WORK REQUIRED :: All lines from the one containing "with a prompt" to the end of the data below are to be returned exactly, both ends included, with nothing added.

====== DATA RECORDS

//! Classic prompt-driven mode
//!
//! Plain text flow: welcome banner, per-turn status block, and a
//! blocking `Choose a letter:` prompt. Status is re-evaluated at the top of
//! every iteration, so a guess that finishes the word or spends the last
//! life ends the game on the next check rather than mid-turn.

use crate::core::{GameSession, GameStatus, GuessError};
use crate::output::display;
use anyhow::{Result, bail};
use std::io::{self, Write};

/// Drive one session to completion on stdin/stdout
///
/// # Errors
///
/// Returns an error if stdin or stdout fails, or if the input stream closes
/// before the game reaches a terminal state.
pub fn run_classic(session: &mut GameSession) -> Result<()> {
    loop {
        match session.status() {
            GameStatus::Won => {
                display::print_win(session);
                return Ok(());
            }
            GameStatus::Lost => {
                display::print_loss(session);
                return Ok(());
            }
            GameStatus::InProgress => {
                if session.turn_count() == 0 {
                    display::print_welcome();
                    display::print_mystery_word(session);
                } else {
                    display::print_turn_status(session);
                }
                prompt_guess(session)?;
            }
        }
    }
}

/// Prompt until the player submits a well-formed guess
///
/// Malformed input prints the matching error message and re-prompts without
/// advancing the session.
fn prompt_guess(session: &mut GameSession) -> Result<()> {
    loop {
        let raw = read_line("Choose a letter: ")?;
        match session.submit_guess(&raw) {
            Ok(_) => return Ok(()),
            Err(GuessError::NotSingleChar(_)) => {
                println!("ERROR: please insert only one character");
            }
            Err(GuessError::NotALetter(_)) => {
                println!("ERROR: please insert a letter from the alphabet only: ");
            }
        }
    }
}

/// Read one line of player input with a prompt
fn read_line(prompt: &str) -> Result<String> {
    print!("{prompt}");
    io::stdout().flush()?;

    let mut input = String::new();
    let bytes = io::stdin().read_line(&mut input)?;
    if bytes == 0 {
        bail!("input stream closed before the game finished");
    }

    Ok(input)
}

============

EXERCISE OUTPUT ::
/// Read one line of player input with a prompt
fn read_line(prompt: &str) -> Result<String> {
    print!("{prompt}");
    io::stdout().flush()?;

    let mut input = String::new();
    let bytes = io::stdin().read_line(&mut input)?;
    if bytes == 0 {
        bail!("input stream closed before the game finished");
    }

    Ok(input)
}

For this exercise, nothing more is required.